→ GOAL OF THE EXERCISE: A single number is the whole answer: the count of lines in the records where "SiteConfig" occurs.

[Opening DATA TO EXAMINE section]

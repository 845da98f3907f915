//! Staticmd Site
//!
//! Turns a content tree of markdown files into a directory of HTML pages:
//! the output directory is cleared, static files are copied in, and each
//! markdown file is rendered through the page template.
//!
//! # Example
//!
//! ```no_run
//! use staticmd_config::Config;
//! use staticmd_site::build_site;
//!
//! let report = build_site(&Config::default()).unwrap();
//! println!("{} pages, {} static files", report.pages, report.static_files);
//! ```

pub mod copy;
pub mod page;
pub mod template;

pub use copy::copy_dir_recursive;
pub use page::{generate_page, generate_pages_recursive};
pub use template::Template;

use log::{info, warn};
use staticmd_config::Config;
use staticmd_config::SiteConfig;
use staticmd_core::{Result, StaticmdError};
use std::fs;

/// Counts from a finished site build.
#[derive(Debug, Clone, Copy, Default, PartialEq, Eq)]
pub struct BuildReport {
    /// HTML pages written
    pub pages: usize,
    /// Static files copied
    pub static_files: usize,
}

/// Build the whole site described by `config`.
///
/// A missing static directory is skipped with a warning; a missing content
/// directory or template is an error.
pub fn build_site(config: &Config) -> Result<BuildReport> {
    let site = &config.site;

    if site.output.exists() {
        ensure_output_holds_no_sources(site)?;
        info!("Deleting output directory {}", site.output.display());
        fs::remove_dir_all(&site.output)?;
    }

    let static_files = if site.static_dir.is_dir() {
        info!(
            "Copying static files from {} to {}",
            site.static_dir.display(),
            site.output.display()
        );
        copy_dir_recursive(&site.static_dir, &site.output)?
    } else {
        warn!(
            "Static directory {} not found, skipping",
            site.static_dir.display()
        );
        fs::create_dir_all(&site.output)?;
        0
    };

    let template = Template::load(&site.template, config.template.clone())?;
    info!(
        "Generating pages from {} using {}",
        site.content.display(),
        site.template.display()
    );
    let pages = generate_pages_recursive(&site.content, &template, &site.output, &site.base_path)?;

    Ok(BuildReport {
        pages,
        static_files,
    })
}

/// Refuse to clear an output directory that is, or contains, one of the
/// build's own inputs.
fn ensure_output_holds_no_sources(site: &SiteConfig) -> Result<()> {
    let output = fs::canonicalize(&site.output)?;
    for source in [&site.content, &site.static_dir, &site.template] {
        if !source.exists() {
            continue;
        }
        if fs::canonicalize(source)?.starts_with(&output) {
            return Err(StaticmdError::Config(format!(
                "output directory {} contains {}, refusing to delete it",
                site.output.display(),
                source.display()
            )));
        }
    }
    Ok(())
}

#[cfg(test)]
mod tests {
    use super::*;

    fn config_in(root: &std::path::Path) -> Config {
        let mut config = Config::default();
        config.site.content = root.join("content");
        config.site.static_dir = root.join("static");
        config.site.output = root.join("docs");
        config.site.template = root.join("template.html");
        config
    }

    #[test]
    fn test_build_site() {
        let root = tempfile::tempdir().unwrap();
        let config = config_in(root.path());
        fs::create_dir_all(&config.site.content).unwrap();
        fs::create_dir_all(&config.site.static_dir).unwrap();
        fs::write(config.site.content.join("index.md"), "# Home").unwrap();
        fs::write(config.site.static_dir.join("index.css"), "p {}").unwrap();
        fs::write(&config.site.template, "{{ Title }}|{{ Content }}").unwrap();
        fs::create_dir_all(&config.site.output).unwrap();
        fs::write(config.site.output.join("stale.html"), "old").unwrap();

        let report = build_site(&config).unwrap();

        assert_eq!(report, BuildReport { pages: 1, static_files: 1 });
        assert!(!config.site.output.join("stale.html").exists());
        assert_eq!(
            fs::read_to_string(config.site.output.join("index.html")).unwrap(),
            "Home|<div><h1>Home</h1></div>"
        );
    }

    #[test]
    fn test_build_site_without_static_dir() {
        let root = tempfile::tempdir().unwrap();
        let config = config_in(root.path());
        fs::create_dir_all(&config.site.content).unwrap();
        fs::write(config.site.content.join("index.md"), "# Home").unwrap();
        fs::write(&config.site.template, "{{ Content }}").unwrap();

        let report = build_site(&config).unwrap();
        assert_eq!(report.static_files, 0);
        assert_eq!(report.pages, 1);
    }

    #[test]
    fn test_build_site_missing_template() {
        let root = tempfile::tempdir().unwrap();
        let config = config_in(root.path());
        fs::create_dir_all(&config.site.content).unwrap();
        assert!(build_site(&config).is_err());
    }

    #[test]
    fn test_build_site_refuses_output_containing_sources() {
        let root = tempfile::tempdir().unwrap();
        let mut config = config_in(root.path());
        fs::create_dir_all(&config.site.content).unwrap();
        fs::write(config.site.content.join("index.md"), "# Home").unwrap();
        fs::write(&config.site.template, "{{ Content }}").unwrap();
        config.site.output = root.path().to_path_buf();

        let err = build_site(&config).unwrap_err();
        assert!(matches!(err, StaticmdError::Config(_)));
        assert!(config.site.content.join("index.md").exists());
        assert!(config.site.template.exists());
    }

    #[test]
    fn test_build_site_refuses_output_equal_to_content() {
        let root = tempfile::tempdir().unwrap();
        let mut config = config_in(root.path());
        fs::create_dir_all(&config.site.content).unwrap();
        fs::write(config.site.content.join("index.md"), "# Home").unwrap();
        fs::write(&config.site.template, "{{ Content }}").unwrap();
        config.site.output = config.site.content.clone();

        assert!(build_site(&config).is_err());
        assert!(config.site.content.join("index.md").exists());
    }
}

[Closing DATA TO EXAMINE section]

→ RESULT FOR THIS TASK: 2